Hablarían de las estrellas brillando con un fulgor prodigioso en la oscuridad absoluta de la noche y de los hombres delEndurancejugando al fútbol sobre el hielo mientras el barco seguía atascado, sin remedio, formando parte ya del espectral paisaje blanco.

Fue a lo largo de una de esas sesiones de moroso sopor, cuando Olivia comprendió que Sara, en realidad, no había llegado a ver la caída o el suicidio o el accidente que más tarde le causaría la enfermedad de la que ella ahora debía rescatarla. Había estado allí, ante el abrupto acantilado, y había imaginado lo que iba a ocurrir. Luego, al día siguiente, había leído en los periódicos la noticia que iba a confirmar todos sus miedos, e inmediatamente después llegaron las opiniones, los comentarios, los pareceres. Los rumores ofensivos junto a los rumores algo más benévolos. Sara oyó, cada vez más alarmada, conjeturas y versiones que ella, con un desasosiego creciente, acogía como verídicas a pesar de ser consciente de que no poseían base alguna sobre la que sustentarse. Ella había estado allí. Cierto era que no había visto nada, pero había estado allí.

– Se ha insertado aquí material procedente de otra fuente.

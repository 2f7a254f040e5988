//! Color variable entity - CSS custom properties seeded from the stylesheet.

use sea_orm::entity::prelude::*;
use serde::{Deserialize, Serialize};

/// Color variable database model
#[derive(Clone, Debug, PartialEq, Eq, DeriveEntityModel, Serialize, Deserialize)]
#[sea_orm(table_name = "color_variables")]
pub struct Model {
    /// Unique identifier
    #[sea_orm(primary_key)]
    pub id: i32,
    /// Property name including the leading `--` (e.g., `--brand-blue`)
    #[sea_orm(unique)]
    pub name: String,
    /// Hex value including the leading `#` (e.g., `#1a2b3c`)
    pub value: String,
}

/// `ColorVariable` has no relationships with other entities
#[derive(Copy, Clone, Debug, EnumIter, DeriveRelation)]
pub enum Relation {}

impl ActiveModelBehavior for ActiveModel {}
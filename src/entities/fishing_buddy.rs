//! Fishing buddy entity - Directed social link between two users.
//!
//! The pair (`owner_user_id`, `buddy_user_id`) is unique; the index is created
//! in `config::database::create_tables`.

use sea_orm::entity::prelude::*;
use serde::{Deserialize, Serialize};

/// State of a buddy link
#[derive(
    Clone, Copy, Debug, PartialEq, Eq, EnumIter, DeriveActiveEnum, Serialize, Deserialize,
)]
#[sea_orm(rs_type = "String", db_type = "Text")]
pub enum BuddyStatus {
    /// Request sent, not yet answered
    #[sea_orm(string_value = "Pending")]
    Pending,
    #[sea_orm(string_value = "Accepted")]
    Accepted,
    #[sea_orm(string_value = "Blocked")]
    Blocked,
}

/// Fishing buddy database model
#[derive(Clone, Debug, PartialEq, Eq, DeriveEntityModel, Serialize, Deserialize)]
#[sea_orm(table_name = "fishing_buddies")]
pub struct Model {
    /// Unique identifier
    #[sea_orm(primary_key)]
    pub id: i32,
    /// User who owns the buddy list entry
    pub owner_user_id: String,
    /// User on the other end of the link
    pub buddy_user_id: String,
    /// State of the request
    pub status: BuddyStatus,
    /// When the row was created
    pub created_at: DateTimeUtc,
}

#[derive(Copy, Clone, Debug, EnumIter, DeriveRelation)]
pub enum Relation {
    #[sea_orm(
        belongs_to = "super::user::Entity",
        from = "Column::OwnerUserId",
        to = "super::user::Column::Id",
        on_update = "NoAction",
        on_delete = "Cascade"
    )]
    Owner,
    #[sea_orm(
        belongs_to = "super::user::Entity",
        from = "Column::BuddyUserId",
        to = "super::user::Column::Id",
        on_update = "NoAction",
        on_delete = "Cascade"
    )]
    Buddy,
}

impl ActiveModelBehavior for ActiveModel {}
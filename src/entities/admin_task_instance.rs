//! Admin task instance entity - One task for one calendar month.
//!
//! (`task_id`, `year`, `month`) is unique. Assigned and completing users are
//! optional links that are cleared when the user is deleted.

use sea_orm::entity::prelude::*;
use serde::{Deserialize, Serialize};

/// Progress of a monthly task
#[derive(
    Clone, Copy, Debug, PartialEq, Eq, EnumIter, DeriveActiveEnum, Serialize, Deserialize,
)]
#[sea_orm(rs_type = "String", db_type = "Text")]
pub enum TaskStatus {
    #[sea_orm(string_value = "Open")]
    Open,
    #[sea_orm(string_value = "InProgress")]
    InProgress,
    #[sea_orm(string_value = "Completed")]
    Completed,
}

/// Admin task instance database model
#[derive(Clone, Debug, PartialEq, Eq, DeriveEntityModel, Serialize, Deserialize)]
#[sea_orm(table_name = "admin_task_instances")]
pub struct Model {
    /// Unique identifier
    #[sea_orm(primary_key)]
    pub id: i32,
    /// Task this instance belongs to
    pub task_id: i32,
    /// Calendar year of the period
    pub year: i32,
    /// Calendar month (1-12)
    pub month: i32,
    /// Progress of this instance
    pub status: TaskStatus,
    /// User working on it; cleared when the user is deleted
    pub assigned_user_id: Option<String>,
    /// User who completed it; cleared when the user is deleted
    pub completed_by_user_id: Option<String>,
    /// When it was completed
    pub completed_at: Option<DateTimeUtc>,
}

#[derive(Copy, Clone, Debug, EnumIter, DeriveRelation)]
pub enum Relation {
    #[sea_orm(
        belongs_to = "super::admin_task::Entity",
        from = "Column::TaskId",
        to = "super::admin_task::Column::Id",
        on_update = "NoAction",
        on_delete = "Cascade"
    )]
    AdminTask,
    #[sea_orm(
        belongs_to = "super::user::Entity",
        from = "Column::AssignedUserId",
        to = "super::user::Column::Id",
        on_update = "NoAction",
        on_delete = "SetNull"
    )]
    AssignedUser,
    #[sea_orm(
        belongs_to = "super::user::Entity",
        from = "Column::CompletedByUserId",
        to = "super::user::Column::Id",
        on_update = "NoAction",
        on_delete = "SetNull"
    )]
    CompletedByUser,
}

impl Related<super::admin_task::Entity> for Entity {
    fn to() -> RelationDef {
        Relation::AdminTask.def()
    }
}

impl ActiveModelBehavior for ActiveModel {}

Y empezó a considerar que aquellas conversaciones acerca del ahogado tenían como único fin el de proceder contra ella. El de hacerle saber que, aunque de manera imprecisa, los demás se habían enterado de su presencia en aquel lugar, de su posición privilegiada como testigo impotente y aterrado.

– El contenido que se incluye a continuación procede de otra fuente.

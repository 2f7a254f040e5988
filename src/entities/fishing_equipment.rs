//! Fishing equipment entity - Rods and reels a session can record.

use sea_orm::entity::prelude::*;
use serde::{Deserialize, Serialize};

#[derive(Clone, Debug, PartialEq, Eq, DeriveEntityModel, Serialize, Deserialize)]
#[sea_orm(table_name = "fishing_equipment")]
pub struct Model {
    /// Unique identifier
    #[sea_orm(primary_key)]
    pub id: i32,
    /// Display name
    pub name: String,
    /// Grouping shown in pickers
    pub category: String,
    /// Preview image
    pub image_url: Option<String>,
    /// Only available to paid subscription tiers
    pub is_premium: bool,
    /// Optional sponsor; cleared when the sponsor is deleted
    pub sponsor_id: Option<i32>,
}

#[derive(Copy, Clone, Debug, EnumIter, DeriveRelation)]
pub enum Relation {
    #[sea_orm(
        belongs_to = "super::sponsor::Entity",
        from = "Column::SponsorId",
        to = "super::sponsor::Column::Id",
        on_update = "NoAction",
        on_delete = "SetNull"
    )]
    Sponsor,
}

impl Related<super::sponsor::Entity> for Entity {
    fn to() -> RelationDef {
        Relation::Sponsor.def()
    }
}

impl ActiveModelBehavior for ActiveModel {}
//! Fishing session entity - One outing by a user.
//!
//! A session owns its catches (deleting the session deletes them) and may tie
//! albums to itself. Location and weather are captured as a snapshot at the
//! time the session is logged.

use sea_orm::entity::prelude::*;
use serde::{Deserialize, Serialize};

use super::fish_species::WaterType;

/// Fishing session database model
#[derive(Clone, Debug, PartialEq, DeriveEntityModel, Serialize, Deserialize)]
#[sea_orm(table_name = "fishing_sessions")]
pub struct Model {
    /// Unique identifier for the session
    #[sea_orm(primary_key)]
    pub id: i32,
    /// User who went fishing
    pub user_id: String,
    /// Day of the outing
    pub session_date: Date,
    /// Water fished on this outing
    pub water_type: WaterType,
    /// Free-form place name (e.g., "Lake Travis")
    pub location_name: Option<String>,
    /// Latitude, decimal(10,8)
    #[sea_orm(column_type = "Decimal(Some((10, 8)))", nullable)]
    pub latitude: Option<f64>,
    /// Longitude, decimal(11,8)
    #[sea_orm(column_type = "Decimal(Some((11, 8)))", nullable)]
    pub longitude: Option<f64>,
    /// Air temperature in degrees Fahrenheit
    pub temperature: Option<f64>,
    /// Barometric pressure, decimal(6,2)
    #[sea_orm(column_type = "Decimal(Some((6, 2)))", nullable)]
    pub barometric_pressure: Option<f64>,
    /// Wind speed in mph
    pub wind_speed: Option<f64>,
    /// Short weather description (e.g., "Overcast")
    pub weather_conditions: Option<String>,
    /// Rod/reel used; cleared when the equipment row is deleted
    pub equipment_id: Option<i32>,
    /// Bait or lure used; cleared when the bait row is deleted
    pub bait_lure_id: Option<i32>,
    /// Free-form notes
    pub notes: Option<String>,
    /// When the row was created
    pub created_at: DateTimeUtc,
}

/// Defines relationships between `FishingSession` and other entities
#[derive(Copy, Clone, Debug, EnumIter, DeriveRelation)]
pub enum Relation {
    /// Each session belongs to one user
    #[sea_orm(
        belongs_to = "super::user::Entity",
        from = "Column::UserId",
        to = "super::user::Column::Id",
        on_update = "NoAction",
        on_delete = "Cascade"
    )]
    User,
    #[sea_orm(
        belongs_to = "super::fishing_equipment::Entity",
        from = "Column::EquipmentId",
        to = "super::fishing_equipment::Column::Id",
        on_update = "NoAction",
        on_delete = "SetNull"
    )]
    FishingEquipment,
    #[sea_orm(
        belongs_to = "super::bait_lure::Entity",
        from = "Column::BaitLureId",
        to = "super::bait_lure::Column::Id",
        on_update = "NoAction",
        on_delete = "SetNull"
    )]
    BaitLure,
    /// One session has many catches
    #[sea_orm(has_many = "super::catch::Entity")]
    Catches,
    /// Albums tied to this session
    #[sea_orm(has_many = "super::catch_album::Entity")]
    CatchAlbums,
}

impl Related<super::user::Entity> for Entity {
    fn to() -> RelationDef {
        Relation::User.def()
    }
}

impl Related<super::catch::Entity> for Entity {
    fn to() -> RelationDef {
        Relation::Catches.def()
    }
}

impl Related<super::catch_album::Entity> for Entity {
    fn to() -> RelationDef {
        Relation::CatchAlbums.def()
    }
}

impl ActiveModelBehavior for ActiveModel {}
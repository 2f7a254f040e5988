//! System state entity - Stores key-value pairs for one-time markers.
//!
//! The species seeder writes its "already seeded" marker here. `key` is unique
//! so two seeders racing on the same marker cannot both commit.

use sea_orm::entity::prelude::*;
use serde::{Deserialize, Serialize};

/// System state database model - stores key-value marker pairs
#[derive(Clone, Debug, PartialEq, Eq, DeriveEntityModel, Serialize, Deserialize)]
#[sea_orm(table_name = "system_state")]
pub struct Model {
    /// Unique identifier
    #[sea_orm(primary_key)]
    pub id: i32,
    /// Marker key (e.g., `"fish_species_seeded"`)
    #[sea_orm(unique)]
    pub key: String,
    /// Marker value stored as string
    pub value: String,
    /// When this marker was last written
    pub updated_at: DateTimeUtc,
}

/// `SystemState` has no relationships with other entities
#[derive(Copy, Clone, Debug, EnumIter, DeriveRelation)]
pub enum Relation {}

impl ActiveModelBehavior for ActiveModel {}
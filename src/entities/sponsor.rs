//! Sponsor entity - Brands that sponsor catalog items.
//!
//! Catalog items keep an optional link to their sponsor which is set to NULL
//! when the sponsor is deleted.

use sea_orm::entity::prelude::*;
use serde::{Deserialize, Serialize};

/// Sponsor database model
#[derive(Clone, Debug, PartialEq, Eq, DeriveEntityModel, Serialize, Deserialize)]
#[sea_orm(table_name = "sponsors")]
pub struct Model {
    /// Unique identifier
    #[sea_orm(primary_key)]
    pub id: i32,
    /// Display name
    pub name: String,
    /// Sponsor website
    pub website_url: Option<String>,
    /// Sponsor logo
    pub logo_url: Option<String>,
    /// Inactive sponsors are hidden
    pub is_active: bool,
}

#[derive(Copy, Clone, Debug, EnumIter, DeriveRelation)]
pub enum Relation {
    #[sea_orm(has_many = "super::avatar_pose::Entity")]
    AvatarPoses,
    #[sea_orm(has_many = "super::background::Entity")]
    Backgrounds,
    #[sea_orm(has_many = "super::outfit::Entity")]
    Outfits,
    #[sea_orm(has_many = "super::fishing_equipment::Entity")]
    FishingEquipment,
    #[sea_orm(has_many = "super::bait_lure::Entity")]
    BaitsLures,
}

impl Related<super::avatar_pose::Entity> for Entity {
    fn to() -> RelationDef {
        Relation::AvatarPoses.def()
    }
}

impl Related<super::background::Entity> for Entity {
    fn to() -> RelationDef {
        Relation::Backgrounds.def()
    }
}

impl Related<super::outfit::Entity> for Entity {
    fn to() -> RelationDef {
        Relation::Outfits.def()
    }
}

impl Related<super::fishing_equipment::Entity> for Entity {
    fn to() -> RelationDef {
        Relation::FishingEquipment.def()
    }
}

impl Related<super::bait_lure::Entity> for Entity {
    fn to() -> RelationDef {
        Relation::BaitsLures.def()
    }
}

impl ActiveModelBehavior for ActiveModel {}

Un testigo culpable que había huido sin querer ver. Que no había llegado a presenciar cómo caía. Y que, sin embargo, a pesar de no haber visto cómo se despeñaba el cuerpo, inerme, golpeado por los saledizos y las rocas cortantes, a pesar de su voluntaria ceguera, había terminado sufriendo una conmoción brutal. Su capacidad para visualizar, para reconstruir mentalmente lo que no había querido contemplar, logró que su mente se poblara de horribles imágenes concebidas por ella, de representaciones pavorosas de lo que Sara creía que había ocurrido. Y, lo que era aún peor, que su inagotable tendencia hacia el remordimiento y la autorrecriminación la empujara hacia un abismo semejante a aquél por el que se había ido a despeñar el cuerpo que poblaba, invariablemente, sus más atroces pesadillas.

3

Los primeros días que Olivia pasó en la casa estuvieron presididos por la confección de innumerables listas trazadas en pedazos de papel que luego ella iba dejando por encima de cualquier mesa. En un salón, en alguno de los dormitorios… Apuntaba lo que tenían que comprar:

Pilas. Mantequilla. Pasta de dientes.

Estropajos. Zapatillas para el invierno.

Cada objeto anotado se hacía de pronto imprescindible. Un azucarero para no tener que servirse de los inmanejables paquetes de papel que provocaban, continuamente, que el azúcar cayera al suelo cada vez que se echaban su habitual cucharadita en sus habituales tazas de té; agua oxigenada; una escalera más alta; tiritas; bobinas de hilo y agujas. Harina…

Sus conversaciones solían ser poco trascendentes. Hablaban en voz baja y como sin desear hacerlo. Cuando se encontraban en uno de los pasillos, tal vez el más largo y estrecho de la casa, tan pobremente iluminado, después de su lacónico saludo —buenos días o buenas noches—, una podía comentar que había leído en el periódico que el Sistema Solar no pertenecía ya a la Vía Láctea, sino a otra galaxia mucho más pequeña que ni siquiera se podía ver desde la Tierra.

—¿Y esa minúscula galaxia en la que ahora nos sitúan posee su propio agujero negro?

—Seguramente. Sí… Seguramente.

Aquel seguramente resultaba terrorífico para ambas.